* [DESCRIPTION OF THE TASK]: In exact form, please repeat the records from their opening line down to the line with "any pump current", including that line.

* [DATA TO USE]:
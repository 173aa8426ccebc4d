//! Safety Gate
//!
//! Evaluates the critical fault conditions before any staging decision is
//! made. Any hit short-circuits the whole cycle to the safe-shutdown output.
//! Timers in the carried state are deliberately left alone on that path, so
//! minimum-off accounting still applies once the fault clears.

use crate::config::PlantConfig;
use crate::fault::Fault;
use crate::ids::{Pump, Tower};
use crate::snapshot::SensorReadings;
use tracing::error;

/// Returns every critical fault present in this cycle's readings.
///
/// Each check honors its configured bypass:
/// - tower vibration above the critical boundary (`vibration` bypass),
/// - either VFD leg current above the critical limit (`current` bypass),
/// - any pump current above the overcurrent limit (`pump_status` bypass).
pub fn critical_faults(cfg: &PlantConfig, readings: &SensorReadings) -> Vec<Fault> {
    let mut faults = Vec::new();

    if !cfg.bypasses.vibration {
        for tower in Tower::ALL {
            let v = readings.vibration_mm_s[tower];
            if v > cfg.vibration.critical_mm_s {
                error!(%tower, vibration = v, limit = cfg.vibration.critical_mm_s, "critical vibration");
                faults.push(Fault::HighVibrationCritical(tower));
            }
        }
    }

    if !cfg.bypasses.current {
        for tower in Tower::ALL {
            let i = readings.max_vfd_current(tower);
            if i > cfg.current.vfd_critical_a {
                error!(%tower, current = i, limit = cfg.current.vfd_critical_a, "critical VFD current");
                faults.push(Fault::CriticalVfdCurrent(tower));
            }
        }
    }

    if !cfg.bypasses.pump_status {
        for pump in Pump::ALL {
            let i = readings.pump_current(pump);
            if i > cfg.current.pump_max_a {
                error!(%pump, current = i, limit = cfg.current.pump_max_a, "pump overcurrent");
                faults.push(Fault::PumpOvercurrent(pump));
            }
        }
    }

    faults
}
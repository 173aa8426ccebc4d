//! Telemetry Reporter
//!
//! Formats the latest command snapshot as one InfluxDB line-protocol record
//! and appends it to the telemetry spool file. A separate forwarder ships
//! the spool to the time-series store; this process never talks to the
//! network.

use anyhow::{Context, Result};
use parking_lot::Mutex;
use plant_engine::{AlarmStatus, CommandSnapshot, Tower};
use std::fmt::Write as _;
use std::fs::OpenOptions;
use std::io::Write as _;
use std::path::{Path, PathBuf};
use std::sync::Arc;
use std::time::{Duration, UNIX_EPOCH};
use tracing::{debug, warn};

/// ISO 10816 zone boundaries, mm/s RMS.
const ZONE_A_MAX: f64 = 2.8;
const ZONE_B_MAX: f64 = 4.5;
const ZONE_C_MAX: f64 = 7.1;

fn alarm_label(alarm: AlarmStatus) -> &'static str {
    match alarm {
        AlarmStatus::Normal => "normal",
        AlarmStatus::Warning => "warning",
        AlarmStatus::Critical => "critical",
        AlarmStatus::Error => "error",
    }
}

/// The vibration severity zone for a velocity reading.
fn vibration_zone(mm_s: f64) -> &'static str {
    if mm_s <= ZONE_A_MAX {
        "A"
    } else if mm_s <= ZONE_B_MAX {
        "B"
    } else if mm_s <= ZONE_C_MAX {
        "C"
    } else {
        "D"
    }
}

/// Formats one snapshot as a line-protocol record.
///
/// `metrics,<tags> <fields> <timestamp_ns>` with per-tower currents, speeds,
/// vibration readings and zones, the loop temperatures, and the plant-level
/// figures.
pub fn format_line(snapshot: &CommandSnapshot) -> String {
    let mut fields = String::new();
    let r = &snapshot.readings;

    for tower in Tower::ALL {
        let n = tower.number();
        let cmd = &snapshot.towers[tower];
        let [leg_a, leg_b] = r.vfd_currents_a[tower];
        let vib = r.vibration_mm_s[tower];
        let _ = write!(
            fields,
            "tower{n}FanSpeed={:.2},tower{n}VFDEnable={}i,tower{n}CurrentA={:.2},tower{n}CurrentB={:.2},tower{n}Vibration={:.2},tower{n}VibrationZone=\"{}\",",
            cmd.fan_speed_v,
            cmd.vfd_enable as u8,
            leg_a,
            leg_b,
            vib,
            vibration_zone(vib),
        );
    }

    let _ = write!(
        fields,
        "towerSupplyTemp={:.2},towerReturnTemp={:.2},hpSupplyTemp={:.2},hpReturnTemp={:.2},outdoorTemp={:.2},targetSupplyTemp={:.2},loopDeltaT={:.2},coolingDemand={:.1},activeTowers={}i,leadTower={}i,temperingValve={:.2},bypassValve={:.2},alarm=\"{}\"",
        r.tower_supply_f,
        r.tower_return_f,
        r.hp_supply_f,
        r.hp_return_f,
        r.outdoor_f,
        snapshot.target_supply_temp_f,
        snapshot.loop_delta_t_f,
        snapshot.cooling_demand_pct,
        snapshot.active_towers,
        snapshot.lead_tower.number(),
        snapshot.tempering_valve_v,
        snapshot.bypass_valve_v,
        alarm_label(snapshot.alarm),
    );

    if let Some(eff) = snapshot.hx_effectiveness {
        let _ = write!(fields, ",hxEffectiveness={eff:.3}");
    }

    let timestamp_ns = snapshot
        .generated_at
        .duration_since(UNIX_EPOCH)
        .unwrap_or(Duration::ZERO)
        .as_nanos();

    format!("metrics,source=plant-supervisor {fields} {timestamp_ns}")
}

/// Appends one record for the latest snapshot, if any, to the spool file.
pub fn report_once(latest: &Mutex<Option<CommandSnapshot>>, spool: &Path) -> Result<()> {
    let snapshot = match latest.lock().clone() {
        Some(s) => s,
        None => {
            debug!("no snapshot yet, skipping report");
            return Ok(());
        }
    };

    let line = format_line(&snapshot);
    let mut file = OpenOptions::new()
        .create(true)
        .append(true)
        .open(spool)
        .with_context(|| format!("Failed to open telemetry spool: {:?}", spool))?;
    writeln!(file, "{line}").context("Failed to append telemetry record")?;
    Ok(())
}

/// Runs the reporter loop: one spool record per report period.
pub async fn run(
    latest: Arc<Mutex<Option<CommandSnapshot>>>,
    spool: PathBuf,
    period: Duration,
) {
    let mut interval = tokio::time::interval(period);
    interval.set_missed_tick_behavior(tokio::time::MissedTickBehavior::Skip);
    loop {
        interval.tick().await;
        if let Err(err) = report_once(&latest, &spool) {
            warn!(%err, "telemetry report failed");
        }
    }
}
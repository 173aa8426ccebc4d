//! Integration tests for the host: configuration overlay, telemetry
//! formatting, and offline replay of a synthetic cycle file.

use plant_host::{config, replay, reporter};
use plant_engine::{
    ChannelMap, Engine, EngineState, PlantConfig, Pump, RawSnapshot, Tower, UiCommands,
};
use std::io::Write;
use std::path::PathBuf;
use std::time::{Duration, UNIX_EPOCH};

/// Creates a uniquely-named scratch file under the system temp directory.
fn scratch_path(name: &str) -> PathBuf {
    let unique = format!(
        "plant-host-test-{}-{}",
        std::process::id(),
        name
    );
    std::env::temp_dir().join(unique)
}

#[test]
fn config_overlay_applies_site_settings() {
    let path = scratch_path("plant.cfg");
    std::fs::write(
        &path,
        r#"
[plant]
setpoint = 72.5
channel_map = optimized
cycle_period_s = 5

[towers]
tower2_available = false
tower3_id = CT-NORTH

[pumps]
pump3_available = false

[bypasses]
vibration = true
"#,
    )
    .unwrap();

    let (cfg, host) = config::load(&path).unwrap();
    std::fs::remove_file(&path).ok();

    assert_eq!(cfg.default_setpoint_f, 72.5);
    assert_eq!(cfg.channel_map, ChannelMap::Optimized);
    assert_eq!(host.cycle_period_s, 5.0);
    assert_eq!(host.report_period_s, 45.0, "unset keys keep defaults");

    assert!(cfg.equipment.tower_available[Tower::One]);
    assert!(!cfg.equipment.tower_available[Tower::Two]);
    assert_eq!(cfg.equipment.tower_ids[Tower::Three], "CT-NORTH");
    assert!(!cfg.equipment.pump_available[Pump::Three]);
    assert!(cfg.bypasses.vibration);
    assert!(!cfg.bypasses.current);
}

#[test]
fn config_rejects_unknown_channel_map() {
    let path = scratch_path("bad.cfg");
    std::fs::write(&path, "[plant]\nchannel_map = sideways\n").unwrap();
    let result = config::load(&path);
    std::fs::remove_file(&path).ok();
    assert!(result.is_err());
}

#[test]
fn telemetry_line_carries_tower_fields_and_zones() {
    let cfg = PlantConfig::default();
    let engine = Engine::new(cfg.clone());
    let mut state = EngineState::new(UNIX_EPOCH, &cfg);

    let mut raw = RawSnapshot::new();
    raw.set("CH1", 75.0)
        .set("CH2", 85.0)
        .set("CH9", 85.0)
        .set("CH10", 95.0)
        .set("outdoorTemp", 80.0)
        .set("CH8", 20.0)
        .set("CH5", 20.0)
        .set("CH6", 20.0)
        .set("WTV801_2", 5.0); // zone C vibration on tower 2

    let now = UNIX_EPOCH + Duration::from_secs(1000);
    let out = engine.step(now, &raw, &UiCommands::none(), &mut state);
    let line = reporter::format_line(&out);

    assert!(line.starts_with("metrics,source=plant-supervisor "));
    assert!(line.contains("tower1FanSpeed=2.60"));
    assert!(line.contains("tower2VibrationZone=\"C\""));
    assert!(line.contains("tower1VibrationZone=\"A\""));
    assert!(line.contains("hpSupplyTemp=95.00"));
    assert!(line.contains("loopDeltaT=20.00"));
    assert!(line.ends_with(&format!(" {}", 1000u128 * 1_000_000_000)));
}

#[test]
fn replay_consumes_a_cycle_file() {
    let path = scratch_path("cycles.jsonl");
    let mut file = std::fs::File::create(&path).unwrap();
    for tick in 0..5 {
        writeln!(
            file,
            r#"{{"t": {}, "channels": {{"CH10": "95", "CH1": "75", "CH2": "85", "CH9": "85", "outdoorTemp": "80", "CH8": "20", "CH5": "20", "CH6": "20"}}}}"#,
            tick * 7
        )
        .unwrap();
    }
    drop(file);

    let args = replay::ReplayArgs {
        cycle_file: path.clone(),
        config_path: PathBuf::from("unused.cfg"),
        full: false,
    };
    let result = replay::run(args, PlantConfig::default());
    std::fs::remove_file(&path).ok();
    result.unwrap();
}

* [SOLVED PROBLEM]:
repository 173aa8426ccebc4d
//! Safety Gate
//!
//! Evaluates the critical fault conditions before any staging decision is
//! made. Any hit short-circuits the whole cycle to the safe-shutdown output.
//! Timers in the carried state are deliberately left alone on that path, so
//! minimum-off accounting still applies once the fault clears.

use crate::config::PlantConfig;
use crate::fault::Fault;
use crate::ids::{Pump, Tower};
use crate::snapshot::SensorReadings;
use tracing::error;

/// Returns every critical fault present in this cycle's readings.
///
/// Each check honors its configured bypass:
/// - tower vibration above the critical boundary (`vibration` bypass),
/// - either VFD leg current above the critical limit (`current` bypass),
/// - any pump current above the overcurrent limit (`pump_status` bypass).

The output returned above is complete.